## Extracted information
use std::{env, path::PathBuf};

use super::schema::Settings;

/// Configuration loading helpers.
///
/// `Settings::load` reads an optional config file, then lets environment
/// variables (prefix `DIRQUEUE__`) override it, and falls back to struct defaults.
impl Settings {
    /// Load settings from environment and optional config file.
    pub fn load() -> Result<Self, ::config::ConfigError> {
        let config_path = resolve_config_path();

        let mut builder = ::config::Config::builder();

        if let Some(path) = &config_path {
            builder = builder.add_source(::config::File::from(path.as_path()).required(false));
        }

        builder = builder.add_source(
            ::config::Environment::with_prefix("DIRQUEUE")
                .separator("__")
                .list_separator(" ")
                .with_list_parse_key("classifier.fast_path_extensions")
                .with_list_parse_key("classifier.sniff_command")
                .with_list_parse_key("classifier.registry_command")
                .try_parsing(true),
        );

        let cfg = builder.build()?;
        let settings: Settings = cfg.try_deserialize()?;
        Ok(settings)
    }

    /// Perform basic validation checks on loaded settings.
    pub fn validate(&self) -> Result<(), String> {
        if self.classifier.sniff_command.is_empty() {
            return Err("classifier.sniff_command must name a program".to_string());
        }
        if self.classifier.registry_command.is_empty() {
            return Err("classifier.registry_command must name a program".to_string());
        }
        if self.playlist.file_name.trim().is_empty() || self.playlist.file_name.contains('/') {
            return Err("playlist.file_name must be a plain file name".to_string());
        }
        Ok(())
    }
}

/// Resolve the config path from `DIRQUEUE_CONFIG_PATH` or XDG defaults.
pub fn resolve_config_path() -> Option<PathBuf> {
    if let Some(p) = env::var_os("DIRQUEUE_CONFIG_PATH") {
        let p = PathBuf::from(p);
        return Some(p);
    }
    default_config_path()
}

/// Compute the default config path under `$XDG_CONFIG_HOME/dirqueue/config.toml`
/// or `~/.config/dirqueue/config.toml` when `XDG_CONFIG_HOME` is not set.
pub fn default_config_path() -> Option<PathBuf> {
    let config_home = if let Some(xdg) = env::var_os("XDG_CONFIG_HOME") {
        Some(PathBuf::from(xdg))
    } else if let Some(home) = env::var_os("HOME") {
        Some(PathBuf::from(home).join(".config"))
    } else {
        None
    };

    config_home.map(|d| d.join("dirqueue").join("config.toml"))
}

## Work item
In the answer, the lines from the first line of the data above through the line containing "let config_home = if" must appear exactly as written, with nothing else.

## Written response
use std::{env, path::PathBuf};

use super::schema::Settings;

/// Configuration loading helpers.
///
/// `Settings::load` reads an optional config file, then lets environment
/// variables (prefix `DIRQUEUE__`) override it, and falls back to struct defaults.
impl Settings {
    /// Load settings from environment and optional config file.
    pub fn load() -> Result<Self, ::config::ConfigError> {
        let config_path = resolve_config_path();

        let mut builder = ::config::Config::builder();

        if let Some(path) = &config_path {
            builder = builder.add_source(::config::File::from(path.as_path()).required(false));
        }

        builder = builder.add_source(
            ::config::Environment::with_prefix("DIRQUEUE")
                .separator("__")
                .list_separator(" ")
                .with_list_parse_key("classifier.fast_path_extensions")
                .with_list_parse_key("classifier.sniff_command")
                .with_list_parse_key("classifier.registry_command")
                .try_parsing(true),
        );

        let cfg = builder.build()?;
        let settings: Settings = cfg.try_deserialize()?;
        Ok(settings)
    }

    /// Perform basic validation checks on loaded settings.
    pub fn validate(&self) -> Result<(), String> {
        if self.classifier.sniff_command.is_empty() {
            return Err("classifier.sniff_command must name a program".to_string());
        }
        if self.classifier.registry_command.is_empty() {
            return Err("classifier.registry_command must name a program".to_string());
        }
        if self.playlist.file_name.trim().is_empty() || self.playlist.file_name.contains('/') {
            return Err("playlist.file_name must be a plain file name".to_string());
        }
        Ok(())
    }
}

/// Resolve the config path from `DIRQUEUE_CONFIG_PATH` or XDG defaults.
pub fn resolve_config_path() -> Option<PathBuf> {
    if let Some(p) = env::var_os("DIRQUEUE_CONFIG_PATH") {
        let p = PathBuf::from(p);
        return Some(p);
    }
    default_config_path()
}

/// Compute the default config path under `$XDG_CONFIG_HOME/dirqueue/config.toml`
/// or `~/.config/dirqueue/config.toml` when `XDG_CONFIG_HOME` is not set.
pub fn default_config_path() -> Option<PathBuf> {
    let config_home = if let Some(xdg) = env::var_os("XDG_CONFIG_HOME") {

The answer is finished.